Let me just add that what characterizes this war is the almost muffled plaint of its emotional and psychological pain. By this, I mean that we see nothing of the carnage and hear nothing of the psychological ravishing that war has on the bodies and souls of those suffering the effects of the war: neither the warriors themselves nor the innocent victims. Indeed, a recent article reports exactly these circumstances and how hiding the violence and effects of war have been part of the Bush admin's campaign to manipulate the reality of this war:
Today, seven members of Congress wrote President Bush asking him to stop under-counting U.S. casualties in Iraq. The Bush Administration has done its best to hide the realities of war from the American public. Photographs of the dead returning to the United States are hidden. Litigation is needed to get photographs released. The wounded are brought to military hospitals late at night so reporters and the public can't see them. In Iraq, reporters are prevented from taking video and photographs of the dead. And, the Administration minimizes the number of soldiers who have been seriously injured in the war.
The sanitized, packaged Iraq war stories that make it into the press convey nothing of this spiritual desolation. I can only ascribe this to the corruption that lies at the heart of this American culture. It wants to neatly compartmentalize all experience into categories that become labeled so that one can buy this package or that package, but until I actually pick it off the shelf it's just another item on the shelf of other consumer items, on the same shelf as scandals, movie star bios, entertainment, and commercials to buy soap.

That is, I see the common way of thinking and understanding this war in the following way, "Unless I am directly involved with a soldier, I pretty much have no motivation to consider his or her story as my own. It's a private affair of the families of these people. Let them lament and greive in privacy, leaving me alone to go on with my life."

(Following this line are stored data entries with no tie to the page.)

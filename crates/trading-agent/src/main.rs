use std::sync::Arc;
use std::time::Duration;

use alpaca_broker::{credentials_from_env, AlpacaClient, AlpacaDataClient};
use anyhow::Result;
use broker_trait::BrokerClient;
use market_data::{MarketCalendar, MarketDataFetcher, RetryPolicy};
use notification_service::{NotificationConfig, NotificationService};
use tokio::signal::unix::SignalKind;

use trading_agent::{
    ticker, AgentConfig, ExitMonitor, OrderReconciler, PositionStore, Scheduler,
    SettingsResolver, TradeCoordinator,
};

#[tokio::main]
async fn main() -> Result<()> {
    // 1. Load .env, init tracing
    dotenvy::dotenv().ok();

    let json_logging = std::env::var("RUST_LOG_FORMAT")
        .map(|v| v.eq_ignore_ascii_case("json"))
        .unwrap_or(false);
    if json_logging {
        tracing_subscriber::fmt()
            .json()
            .with_env_filter(
                tracing_subscriber::EnvFilter::try_from_default_env()
                    .unwrap_or_else(|_| tracing_subscriber::EnvFilter::new("info")),
            )
            .init();
    } else {
        tracing_subscriber::fmt()
            .with_env_filter(
                tracing_subscriber::EnvFilter::try_from_default_env()
                    .unwrap_or_else(|_| tracing_subscriber::EnvFilter::new("info")),
            )
            .init();
    }

    std::panic::set_hook(Box::new(|info| {
        eprintln!("PANIC: {info}");
        tracing::error!("PANIC: {info}");
    }));

    tracing::info!("Starting EMA crossover trading agent");

    // 2. Configuration
    let config = AgentConfig::from_env()?;
    tracing::info!("Configuration loaded and validated");
    tracing::info!("  Bars per fetch: {}", config.bar_limit);
    tracing::info!("  Fetch attempts: {}", config.fetch_max_retries);
    tracing::info!(
        "  Scheduler tick: {}s, reconcile every {}s, unfilled after {}s",
        config.scheduler_tick_seconds,
        config.reconcile_interval_seconds,
        config.unfilled_timeout_seconds
    );
    tracing::info!(
        "  Concurrency: {} cycles, async execution {}",
        config.max_concurrent_cycles,
        config.async_execution
    );

    // 3. Broker, paper unless explicitly approved
    let (api_key, secret_key) = credentials_from_env()?;
    let alpaca = AlpacaClient::new(
        api_key.clone(),
        secret_key.clone(),
        config.alpaca_base_url.clone(),
    )?;
    if !alpaca.is_paper() {
        if !config.live_trading_approved {
            tracing::error!(
                "ALPACA_BASE_URL points to live trading ({}). \
                 Set LIVE_TRADING_APPROVED=yes to enable, or use \
                 https://paper-api.alpaca.markets for paper.",
                alpaca.base_url()
            );
            std::process::exit(1);
        }
        tracing::warn!("LIVE TRADING MODE: REAL MONEY AT RISK ({})", alpaca.base_url());
    } else {
        tracing::info!("Paper trading mode ({})", alpaca.base_url());
    }
    let broker: Arc<dyn BrokerClient> = Arc::new(alpaca);

    let data_client = AlpacaDataClient::new(
        &api_key,
        &secret_key,
        config.alpaca_data_url.clone(),
        config.alpaca_data_feed.clone(),
    )?;

    // 4. Database
    sqlx::any::install_default_drivers();
    let db_pool = sqlx::AnyPool::connect(&config.database_url).await?;
    sqlx::query("SELECT 1")
        .execute(&db_pool)
        .await
        .map_err(|e| anyhow::anyhow!("Database connectivity check failed: {}", e))?;
    let store = PositionStore::new(db_pool);
    store.init_tables().await?;
    tracing::info!("Startup check: database OK ({})", config.database_url);

    // 5. Notifications
    let notifier = NotificationService::new(&NotificationConfig {
        discord_webhook_url: config.discord_webhook_url.clone(),
        ..NotificationConfig::from_env()
    });
    tracing::info!("Notification channels: {}", notifier.channel_count());

    // 6. Engine
    let fetcher = MarketDataFetcher::new(Arc::new(data_client))
        .with_calendar(MarketCalendar::new().with_session_hours(config.market_hours_only))
        .with_policy(RetryPolicy::default().with_max_retries(config.fetch_max_retries))
        .with_bar_limit(config.bar_limit);
    let resolver = SettingsResolver::new(store.clone());

    let reconciler = OrderReconciler::new(store.clone(), Arc::clone(&broker), notifier.clone())
        .with_poll_interval(Duration::from_secs(config.reconcile_interval_seconds))
        .with_unfilled_timeout(chrono::Duration::seconds(config.unfilled_timeout_seconds as i64))
        .with_missing_order_limit(config.missing_order_limit);
    let exit_monitor = ExitMonitor::new(
        store.clone(),
        Arc::clone(&broker),
        fetcher.clone(),
        resolver.clone(),
        notifier.clone(),
    );
    let coordinator = TradeCoordinator::new(
        store.clone(),
        fetcher,
        Arc::clone(&broker),
        reconciler.clone(),
        exit_monitor,
        notifier.clone(),
    )
    .with_resolver(resolver.clone())
    .with_async_execution(config.async_execution)
    .with_max_concurrent_cycles(config.max_concurrent_cycles);

    // 7. Pick up pending entries left by a previous run
    let resumed = reconciler.resume_pending().await?;
    tracing::info!("Reconciliation resumed for {} pending position(s)", resumed);

    let tracked = store.tracked_pairs().await?;
    tracing::info!(
        "Tracking {} (user, symbol) pair(s) on {}",
        tracked.len(),
        broker.broker_name()
    );

    let mut scheduler = Scheduler::new(coordinator)
        .with_resolver(resolver)
        .with_sweep_interval(chrono::Duration::seconds(config.sweep_interval_seconds as i64))
        .with_exit_interval(chrono::Duration::seconds(config.exit_check_interval_seconds as i64));

    tracing::info!(
        "Agent is now running. Ticking every {}s. Press Ctrl+C to stop.",
        config.scheduler_tick_seconds
    );

    // Main loop with graceful shutdown (SIGINT + SIGTERM)
    let mut interval = ticker(Duration::from_secs(config.scheduler_tick_seconds));
    let mut sigterm = tokio::signal::unix::signal(SignalKind::terminate())?;
    let shutdown = async {
        tokio::select! {
            _ = tokio::signal::ctrl_c() => {
                tracing::info!("Received SIGINT");
            }
            _ = sigterm.recv() => {
                tracing::info!("Received SIGTERM");
            }
        }
    };
    tokio::pin!(shutdown);

    loop {
        tokio::select! {
            _ = interval.tick() => {
                match scheduler.tick().await {
                    Ok(report) => {
                        if report.alerts_raised > 0 {
                            tracing::warn!("{} unfilled order alert(s) raised", report.alerts_raised);
                        }
                        if report.exits_closed > 0 {
                            tracing::info!("{} position(s) closed by the exit sweep", report.exits_closed);
                        }
                    }
                    Err(e) => tracing::error!("Error in scheduler tick: {}", e),
                }
            }
            _ = &mut shutdown => {
                tracing::info!("Shutting down; {} order watcher(s) still pending", reconciler.watch_count());
                break;
            }
        }
    }

    Ok(())
}
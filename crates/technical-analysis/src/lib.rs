pub mod crossover;
pub mod indicators;

#[cfg(test)]
mod indicators_tests;

pub use crossover::*;
pub use indicators::*;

Now, there are those who will argue that this is what's wrong with America. From a more conservative bent, they'd have us think in patriotic tones and buy into the grand mythology of America on the march to bring freedom to the world. Unfortunately, this effort sounds so hollow to most people that it simply turns into a mouthing of platitudes and cliches that do as much disservice to the dead as does the liberal strain.

America has forgotten how to mourn. Individually and socially, pain has become a purely private thing. And I believe that the reason that the majority don't want to see or hear anything about the coffins or the dead Iraqi civilians is that suffering has become something like a TV show that we'd rather turn off than on.